Coronavirus relief negotiations proceeded over the weekend, with Secretary Mnuchin sending awaited language on testing. While there was some encouraging news, much work remains.
The White House had assured Democrats that they would accept our language on testing with a "light touch." Unfortunately, as the committees of jurisdiction review the White House's language provision-by-provision, it has become clear that these changes are not a light touch but instead, a deep dive.
These unacceptable changes include, but are not limited to, the White House's refusal to commit to a science-based national plan for testing, tracing, and treatment to crush the virus. The White House has removed 55 percent of the Heroes Act's language for testing, tracing, and treatment. Especially disappointing was the elimination of measures to address the virus's disproportionate and deadly impact on communities of color. The White House does not appreciate the need to direct resources to culturally competent contact tracing.
Instead of recognizing the need for a strategic plan, they have changed words including "shall" to "may," "requirement" to "recommendation," and "strategic plan" to "strategy." These changes make the funding a slush fund for the Administration which "may" grant or withhold rather than a prescribed, funded plan to crush the virus. It is important to note the impact in terms of the disparity facing communities of color: a Latino child is eight times more likely to have to go to the hospital because of COVID-19 than a white child, and a Black child is five times more likely. We want all of our children protected.
Children are further affected negatively in the White House's refusal to expand the Child Tax Credit, Child and Dependent Tax Credit, and the Earned Income Tax Credit, while continuing tax benefits for some of the wealthiest in America. This is especially disappointing in light of reports this weekend that poverty has grown by six million in the past three months as CARES benefits are exhausting, meaning that eight million Americans are now living in poverty. Our proposal would reduce childhood poverty significantly.
Children are also shortchanged by the refusal of the Administration to increase the child care provisions. If children are not able to go to school, parents are not able to go to work. Child care is therefore essential. At the same time, everyone wants children to be able to go back to school safely. This takes money, and the Republicans are still falling short on what is needed to provide the separation, ventilation, sanitation, and especially, funding for teachers and support staff to enable this to happen.

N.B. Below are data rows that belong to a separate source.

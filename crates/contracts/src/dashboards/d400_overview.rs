use serde::{Deserialize, Serialize};

/// Headline numbers for the landing tab.
#[derive(Debug, Clone, PartialEq, Serialize, Deserialize)]
#[serde(rename_all = "camelCase")]
pub struct DashboardSummary {
    pub product_count: u64,
    pub mapping_count: u64,
    pub competitor_count: u64,
    pub supplier_count: u64,
    /// Price plans waiting to be applied.
    pub plans_pending: u64,
    pub last_scan_at: Option<chrono::DateTime<chrono::Utc>>,
}
use crate::shared::icons::icon;
use leptos::ev;
use leptos::prelude::*;
use wasm_bindgen::closure::Closure;
use wasm_bindgen::JsCast;
use web_sys::KeyboardEvent;

/// Overlay dialog. Appended while its owner keeps it mounted, removed
/// entirely on close. Dismissed by the close button, a backdrop click or
/// the Escape key.
#[component]
pub fn Modal(
    /// Title of the modal
    title: String,
    /// Callback when modal should close
    on_close: Callback<()>,
    /// Optional action buttons displayed in the header
    #[prop(optional)]
    action_buttons: Option<ChildrenFn>,
    /// Modal content
    children: Children,
) -> impl IntoView {
    // Handle Escape key
    Effect::new(move |_| {
        let closure = Closure::wrap(Box::new(move |event: web_sys::Event| {
            if let Some(keyboard_event) = event.dyn_ref::<KeyboardEvent>() {
                if keyboard_event.key() == "Escape" {
                    on_close.run(());
                }
            }
        }) as Box<dyn FnMut(_)>);

        if let Some(window) = web_sys::window() {
            let _ = window
                .add_event_listener_with_callback("keydown", closure.as_ref().unchecked_ref());
            closure.forget();
        }
    });

    let handle_overlay_click = move |_| {
        on_close.run(());
    };

    let stop_propagation = move |ev: ev::MouseEvent| {
        ev.stop_propagation();
    };

    view! {
        <div class="modal-overlay" on:click=handle_overlay_click>
            <div class="modal" on:click=stop_propagation>
                <div class="modal-header">
                    <h2 class="modal-title">{title}</h2>
                    <div class="modal-header-actions">
                        {move || action_buttons.as_ref().map(|buttons| buttons())}
                        <button class="button button--icon modal__close" on:click=move |_| on_close.run(())>
                            {icon("x")}
                        </button>
                    </div>
                </div>
                <div class="modal-body">
                    {children()}
                </div>
            </div>
        </div>
    }
}
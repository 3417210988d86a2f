pub mod list;

pub use list::SupplierProductList;
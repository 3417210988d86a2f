pub mod aggregate;

pub use aggregate::{ScanLog, ScanLogId, ScanOutcome};
use std::cmp::Ordering;

use contracts::domain::a101_shop_product::{ShopProduct, ShopProductId};
use leptos::prelude::*;

use super::super::api;
use super::detail::ShopProductDetailModal;
use crate::layout::global_context::AppGlobalContext;
use crate::shared::components::search::{filter_active, SearchBox};
use crate::shared::components::table::{
    placeholder_colspan, ColumnSpec, SortableHeaderCell, TableMessage,
};
use crate::shared::format::{format_datetime, format_price};
use crate::shared::icons::icon;
use crate::shared::list_state::{SortColumn, SortState};

const COLUMNS: [ColumnSpec; 6] = [
    ColumnSpec::text("sku", "SKU"),
    ColumnSpec::text("title", "Title"),
    ColumnSpec::text("vendor", "Vendor"),
    ColumnSpec::numeric("price", "Price"),
    ColumnSpec::numeric("stock", "Stock"),
    ColumnSpec::text("updated", "Updated"),
];

#[derive(Debug, Clone, Copy, PartialEq)]
enum ProductColumn {
    Sku,
    Title,
    Vendor,
    Price,
    Stock,
    Updated,
}

impl SortColumn for ProductColumn {
    fn as_str(&self) -> &'static str {
        match self {
            ProductColumn::Sku => "sku",
            ProductColumn::Title => "title",
            ProductColumn::Vendor => "vendor",
            ProductColumn::Price => "price",
            ProductColumn::Stock => "stock",
            ProductColumn::Updated => "updated",
        }
    }

    fn parse(s: &str) -> Option<Self> {
        match s {
            "sku" => Some(ProductColumn::Sku),
            "title" => Some(ProductColumn::Title),
            "vendor" => Some(ProductColumn::Vendor),
            "price" => Some(ProductColumn::Price),
            "stock" => Some(ProductColumn::Stock),
            "updated" => Some(ProductColumn::Updated),
            _ => None,
        }
    }
}

fn compare(a: &ShopProduct, b: &ShopProduct, column: ProductColumn) -> Ordering {
    match column {
        ProductColumn::Sku => a.sku.cmp(&b.sku),
        ProductColumn::Title => a.title.cmp(&b.title),
        ProductColumn::Vendor => a.vendor.cmp(&b.vendor),
        ProductColumn::Price => a.price.partial_cmp(&b.price).unwrap_or(Ordering::Equal),
        ProductColumn::Stock => a.inventory_quantity.cmp(&b.inventory_quantity),
        ProductColumn::Updated => a.updated_at.cmp(&b.updated_at),
    }
}

/// Products tab: the shop's own catalog, searchable and sortable, with a
/// per-row detail modal.
#[component]
pub fn ShopProductList() -> impl IntoView {
    let ctx = use_context::<AppGlobalContext>().expect("AppGlobalContext context not found");

    let (all_items, set_all_items) = signal(Vec::<ShopProduct>::new());
    let (is_loading, set_is_loading) = signal(true);
    let (error, set_error) = signal(Option::<String>::None);
    let (filter_text, set_filter_text) = signal(String::new());
    let (sort, set_sort) = signal(SortState::new(ProductColumn::Title));
    let (detail_id, set_detail_id) = signal(Option::<ShopProductId>::None);

    let load = move || {
        set_is_loading.set(true);
        set_error.set(None);
        let token = ctx.nav_token();
        leptos::task::spawn_local(async move {
            let result = api::fetch_products().await;
            if !ctx.accepts(token) {
                // user navigated away; drop the response
                return;
            }
            match result {
                Ok(data) => set_all_items.set(data),
                Err(e) => {
                    set_all_items.set(Vec::new());
                    set_error.set(Some(e));
                }
            }
            set_is_loading.set(false);
        });
    };
    load();

    let visible_items = move || {
        let filter = filter_text.get().trim().to_lowercase();
        let mut items: Vec<ShopProduct> = all_items
            .get()
            .into_iter()
            .filter(|item| {
                if !filter_active(&filter) {
                    return true;
                }
                item.sku.to_lowercase().contains(&filter)
                    || item.title.to_lowercase().contains(&filter)
                    || item
                        .vendor
                        .as_deref()
                        .is_some_and(|v| v.to_lowercase().contains(&filter))
            })
            .collect();

        let current = sort.get();
        items.sort_by(|a, b| current.direction.apply(compare(a, b, current.column)));
        items
    };

    let header = move |label: &'static str, column: ProductColumn, numeric: bool| {
        view! {
            <SortableHeaderCell
                label=label
                numeric=numeric
                indicator=Signal::derive(move || sort.get().indicator(column))
                on_sort=Callback::new(move |_| set_sort.update(|s| s.toggle(column)))
            />
        }
    };

    let colspan = placeholder_colspan(&COLUMNS, false);

    view! {
        <div class="list-view">
            <div class="toolbar">
                <SearchBox
                    on_change=Callback::new(move |value| set_filter_text.set(value))
                    placeholder="Search by SKU, title, vendor..."
                />
                <button class="button button--secondary" on:click=move |_| load()>
                    {icon("refresh")}
                    "Refresh"
                </button>
                <div class="toolbar__counters">
                    <span>
                        "Total: " <strong>{move || visible_items().len()}</strong>
                    </span>
                </div>
            </div>

            <div class="table-scroll">
                <table class="table">
                    <thead>
                        <tr>
                            {header("SKU", ProductColumn::Sku, false)}
                            {header("Title", ProductColumn::Title, false)}
                            {header("Vendor", ProductColumn::Vendor, false)}
                            {header("Price", ProductColumn::Price, true)}
                            {header("Stock", ProductColumn::Stock, true)}
                            {header("Updated", ProductColumn::Updated, false)}
                        </tr>
                    </thead>
                    <tbody>
                        {move || {
                            if is_loading.get() {
                                return view! {
                                    <TableMessage colspan=colspan text="Loading..." />
                                }
                                .into_any();
                            }
                            if let Some(e) = error.get() {
                                return view! {
                                    <TableMessage colspan=colspan text=format!("Error: {e}") error=true />
                                }
                                .into_any();
                            }
                            let items = visible_items();
                            if items.is_empty() {
                                return view! {
                                    <TableMessage colspan=colspan text="No products" />
                                }
                                .into_any();
                            }
                            items
                                .into_iter()
                                .map(|item| {
                                    let id = item.id;
                                    view! {
                                        <tr class="table__row table__row--clickable"
                                            on:click=move |_| set_detail_id.set(Some(id))
                                        >
                                            <td>{item.sku.clone()}</td>
                                            <td>{item.title.clone()}</td>
                                            <td>{item.vendor.clone().unwrap_or_else(|| "-".to_string())}</td>
                                            <td class="table__cell--numeric">
                                                {format_price(item.price, &item.currency)}
                                            </td>
                                            <td class="table__cell--numeric">{item.inventory_quantity}</td>
                                            <td>{format_datetime(&item.updated_at)}</td>
                                        </tr>
                                    }
                                })
                                .collect::<Vec<_>>()
                                .into_any()
                        }}
                    </tbody>
                </table>
            </div>

            {move || {
                detail_id.get().map(|id| {
                    view! {
                        <ShopProductDetailModal
                            id=id
                            on_close=Callback::new(move |_| set_detail_id.set(None))
                        />
                    }
                })
            }}
        </div>
    }
}
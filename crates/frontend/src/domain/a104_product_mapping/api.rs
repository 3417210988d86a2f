use contracts::domain::a104_product_mapping::{
    CreateMappingRequest, ProductMapping, ProductMappingId, SourceOption,
};
use leptos::prelude::{GetUntracked, Set};

use crate::layout::global_context::AppGlobalContext;
use crate::shared::api::{delete, get_json, post_json};

pub async fn fetch_mappings() -> Result<Vec<ProductMapping>, String> {
    get_json("/api/v1/mappings").await
}

/// External items without a mapping yet, offered by the map dialog.
/// Cached on the global context alongside the product options.
pub async fn ensure_source_options(ctx: AppGlobalContext) -> Result<Vec<SourceOption>, String> {
    if let Some(cached) = ctx.source_options.get_untracked() {
        return Ok(cached);
    }
    let options: Vec<SourceOption> = get_json("/api/v1/mappings/options").await?;
    ctx.source_options.set(Some(options.clone()));
    Ok(options)
}

pub async fn create_mapping(request: CreateMappingRequest) -> Result<ProductMapping, String> {
    let created: ProductMapping = post_json("/api/v1/mappings", &request).await?;
    Ok(created)
}

pub async fn delete_mapping(id: ProductMappingId) -> Result<(), String> {
    delete(&format!("/api/v1/mappings/{id}")).await
}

Funding for schools comes largely from state and local government, and the Administration continues to fail to meet the well-documented need for funds to protect frontline workers in health care, first responders, sanitation, transportation, food workers, teachers and others, and to prevent service cuts to struggling communities.
Sadly for our country, the Administration wants to undermine the Census, unless we can act legislatively. The Administration and the President's appointees to the Courts have decided in his favor to hold up the count in the Census. At the same time, the Administration refused to allow time for the count, once hopefully resumed, to be accurately reported to the Congress.
These are a few of the issues that were discussed this weekend, but they are not exhaustive of our concerns. We are hoping to find common ground.
I am optimistic that we can reach agreement before the election. To that end, we are writing language as we negotiate the priorities, so that we are fully prepared to move forward once we reach agreement.
Updates will be ongoing as our Chairs continue to review language for Liability and OSHA, small business, health care providers, and elections. Hopefully we will have more progress to report on our conference call tomorrow.
Thank you for your leadership. Stay safe.